In February 1974, a group of about ten people, all of whom had children with MPS and ML, gathered in a conference room at the Johns Hopkins Hospital. The goal was to learn more about these disorders and form supportive relationships within the group. From that meeting came the decision to form an organization for all families with MPS and related diseases called “Parents for MPS”.
Plans were made to become incorporated and apply for tax-exempt status. Publishing a newsletter to share and provide information become a priority, and the fundraising projects soon followed. The organization realized the need to expand existing research and to promote new research.
The initial $5 membership fee to offset the cost of publishing and mailing our newsletter was increased in 1978 to $10. In 1990 the membership categories increased to include professional members and families living outside the US.

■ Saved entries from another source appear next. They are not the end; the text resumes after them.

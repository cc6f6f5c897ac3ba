//! HTTP/1.1 chunked transfer decoding.
//!
//! Wire format: `hex-size CRLF body CRLF ... 0 CRLF trailer CRLF`. The
//! decoder is a plain byte state machine so chunk boundaries may fall
//! anywhere across spak calls.

use log::trace;

use super::{ByteReader, ByteWriter, Transform};

#[derive(Copy, Clone, Debug, PartialEq, Eq)]
enum State {
    /// Reading hex size digits (and tolerating chunk extensions).
    Size,
    /// Saw CR after the size line, expecting LF.
    SizeLf,
    /// Copying `remaining` body bytes through.
    Body,
    /// Expecting CR after the body.
    BodyCr,
    /// Expecting LF after the body CR.
    BodyLf,
    /// Consuming trailer lines; an empty one ends the stream.
    Trailer,
    /// Saw CR inside the trailer.
    TrailerCr,
    /// All chunks and trailers consumed.
    End,
    /// Framing violation; the stream is poisoned.
    Failed,
}

/// Decoder for the chunked transfer coding.
pub struct ChunkedTransform {
    state: State,
    size: u64,
    remaining: u64,
    /// Trailer line currently has content (a final empty line ends all).
    trailer_line: bool,
}

impl ChunkedTransform {
    pub fn new() -> ChunkedTransform {
        ChunkedTransform {
            state: State::Size,
            size: 0,
            remaining: 0,
            trailer_line: false,
        }
    }
}

impl Default for ChunkedTransform {
    fn default() -> ChunkedTransform {
        ChunkedTransform::new()
    }
}

impl ChunkedTransform {
    fn fail(&mut self, produced: isize) -> isize {
        trace!("chunked: malformed framing");
        self.state = State::Failed;
        if produced > 0 {
            produced
        } else {
            -1
        }
    }
}

impl Transform for ChunkedTransform {
    fn clos(&mut self) {
        self.state = State::Size;
        self.size = 0;
        self.remaining = 0;
        self.trailer_line = false;
    }

    fn spak(
        &mut self,
        input: &mut ByteReader<'_>,
        output: &mut ByteWriter<'_>,
        _sync: i32,
    ) -> isize {
        let mut produced = 0isize;

        loop {
            match self.state {
                State::Size => {
                    let byte = match input.peek() {
                        Some(byte) => byte,
                        None => return produced,
                    };
                    match byte {
                        b'0'..=b'9' | b'a'..=b'f' | b'A'..=b'F' => {
                            input.skip(1);
                            let digit = match byte {
                                b'0'..=b'9' => byte - b'0',
                                b'a'..=b'f' => byte - b'a' + 10,
                                _ => byte - b'A' + 10,
                            };
                            self.size = (self.size << 4) | digit as u64;
                        }
                        b'\r' => {
                            input.skip(1);
                            self.state = State::SizeLf;
                        }
                        // Chunk extensions are permitted; ignore them.
                        _ => {
                            input.skip(1);
                        }
                    }
                }
                State::SizeLf => {
                    match input.take() {
                        Some(b'\n') => {}
                        Some(_) => return self.fail(produced),
                        None => return produced,
                    }
                    if self.size == 0 {
                        trace!("chunked: last chunk, reading trailers");
                        self.trailer_line = false;
                        self.state = State::Trailer;
                    } else {
                        self.remaining = self.size;
                        self.state = State::Body;
                    }
                }
                State::Body => {
                    if self.remaining == 0 {
                        self.state = State::BodyCr;
                        continue;
                    }
                    if input.left() == 0 || output.left() == 0 {
                        return produced;
                    }
                    let want = (self.remaining as usize).min(output.left());
                    let bytes = input.take_slice(want);
                    if bytes.is_empty() {
                        return produced;
                    }
                    let n = output.put_slice(bytes);
                    self.remaining -= n as u64;
                    produced += n as isize;
                }
                State::BodyCr => match input.take() {
                    Some(b'\r') => self.state = State::BodyLf,
                    Some(_) => return self.fail(produced),
                    None => return produced,
                },
                State::BodyLf => match input.take() {
                    Some(b'\n') => {
                        self.size = 0;
                        self.state = State::Size;
                    }
                    Some(_) => return self.fail(produced),
                    None => return produced,
                },
                State::Trailer => match input.take() {
                    Some(b'\r') => self.state = State::TrailerCr,
                    Some(_) => {
                        self.trailer_line = true;
                    }
                    None => return produced,
                },
                State::TrailerCr => match input.take() {
                    Some(b'\n') => {
                        if self.trailer_line {
                            // One trailer line done; the next may be empty.
                            self.trailer_line = false;
                            self.state = State::Trailer;
                        } else {
                            self.state = State::End;
                        }
                    }
                    Some(_) => return self.fail(produced),
                    None => return produced,
                },
                State::End | State::Failed => {
                    return if produced > 0 { produced } else { -1 };
                }
            }
        }
    }
}

#[cfg(test)]
mod tests {
    use super::*;
    use crate::filter::{Filter, Spak};

    #[test]
    fn decodes_canonical_stream() {
        let mut filter = Filter::chunked();
        assert!(filter.open());
        let out = filter.spak(b"5\r\nhello\r\n0\r\n\r\n", 0, 1);
        assert_eq!(out.data(), b"hello");
        assert!(filter.spak(&[], 0, -1).is_eof());
    }

    #[test]
    fn decodes_split_anywhere() {
        let encoded = b"4\r\nwiki\r\n5\r\npedia\r\nF\r\n in \r\n\r\nchunks.\r\n0\r\n\r\n";
        let expected = b"wikipedia in \r\n\r\nchunks.";

        // Feed a byte at a time; everything must still come out in order.
        let mut filter = Filter::chunked();
        assert!(filter.open());
        let mut decoded = Vec::new();
        let mut eof = false;
        for byte in encoded.iter() {
            match filter.spak(&[*byte], 0, 1) {
                Spak::Data(data) => decoded.extend_from_slice(data),
                Spak::Eof => {
                    eof = true;
                    break;
                }
                Spak::None => {}
            }
        }
        if !eof {
            loop {
                match filter.spak(&[], 0, -1) {
                    Spak::Data(data) => decoded.extend_from_slice(data),
                    Spak::Eof => break,
                    Spak::None => break,
                }
            }
        }
        assert_eq!(decoded, expected);
    }

    #[test]
    fn tolerates_trailers() {
        let mut filter = Filter::chunked();
        assert!(filter.open());
        let out = filter.spak(b"3\r\nabc\r\n0\r\nX-Sum: 1\r\n\r\n", 0, 1);
        assert_eq!(out.data(), b"abc");
        assert!(filter.spak(&[], 0, -1).is_eof());
    }

    #[test]
    fn rejects_malformed_framing() {
        let mut filter = Filter::chunked();
        assert!(filter.open());
        // Body not followed by CRLF.
        match filter.spak(b"3\r\nabcXY", 0, 1) {
            Spak::Data(data) => assert_eq!(data, b"abc"),
            _ => panic!("expected the body first"),
        }
        assert!(filter.spak(b"Z", 0, 1).is_eof());
    }
}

At the June 1974 meeting, officers were elected to a temporary board, and the name changed to “The MPS Society”. The Board set up a Parents Referral Plan (PRP) to put families in contact with other families to discuss their mutual concerns. The Board began learning the complex medical information about these disorders in order to better inform the members of the organization. By May 1976 the organization boasted a membership of 34 families.
September 1975 was a milestone for the MPS Society with the organization becoming incorporated and holding the first seminar, attended by 33 people. The next year form 1023 was filed for tax-exempt status, and an election was held with a new Board of Directors elected. By 1979 the membership increased to 150, with a mailing list of 250.
Tax-exempt status was granted in 1986 shortly after the name of the newsletter was changed to Courage. By 1995 the membership had grown to the level it is today, and a category was added for adults with MPS. Through research donations, fellowships were awarded with the help of the Scientific Advisory Board. Syndrome information booklets were published plus a booklet on anesthesia and “Ethan’s Feeling Switch”.
In 2009 the Society celebrated our 35th anniversary. The accomplishments between 2000-2004were considerable. In 2000 our 5k walk/runs began with 7 events bringing in $100,000. In 2009 we raised over $285,000 from 21 events. Ten years later and this has corresponded with over $3.5 million awarded for research grants since 2001. In April 2003 the first enzyme replacement therapy (ERT) for an MPS disease was approved by the FDA, Aldurazyme for MPS I. Naglazyme, the ERT for MPS VI was approved in 2005, and in 2006 the FDA approved Elaprase, ERT for MPS II. Getting the enzyme into the brain is the next step, and clinical trials are in progress in MPS I and MPS II with protocols being written for these studies in MPS II and MPS III.
Our Family Support program includes such programs as yearly funding for regional social events, conference scholarships, the Family Assistance Program, Exceptional Experiences, and education scholarhips.The CYCLE program (Celebrating Your Child’s Life Experiences) acknowledges the families whose loved one has passed on from MPS. CYCLE conferences are held for the bereaved parents. Our website is now our primary communication vehicle for the public and for our members, and we have over 9000 supporters in our database. In addition to our syndrome booklets, we have specialized booklets on Management, Education, and Anesthesia. We continually add to our series of fact sheets. In 2006, we partnered with the Canadian MPS Society to publish an educational booklet titled “Daily Living with MPS and Related Diseases”. Our yearly conferences continue to remain a great source of practical knowledge and emotional strength. International MPS Day, May 15th, is the day to remember all the children and adults who currently suffer from MPS and related diseases and those whose struggle has ended.
Through the Legislative Advocacy committee, we work with Congress to express our concerns to government agencies, such as the National Institutes of Health, Department of Education and the FDA. Legislative advocacy efforts has increased research funding from NIH for MPS and related diseases. Funding has increased from $5.9 million in 1997 to $9.3 million in 2004.
We are partnering with other lysosomal storage disease (LSD) support groups to offer research grants for treatment of the central nervous system. This partnership also focuses on education and increased awareness of these diseases. Both nationally and internationally, researchers, scientists and LSD support groups are joining together in the common goal of finding cures for these diseases.
The advances in recent years from a grassroots organization could not have happened without the tremendous support of our members, our families and friends, our Scientific Advisory Board, and, in recent years, our friends in the pharmaceutical companies. A special thank you to each of you. Each year we are closer to achieving the goals of our mission statement:
The National MPS Society exists to find cures for MPS and related diseases. We provide hope and support for affected individuals and their families through research, advocacy, and awareness of these devastating diseases.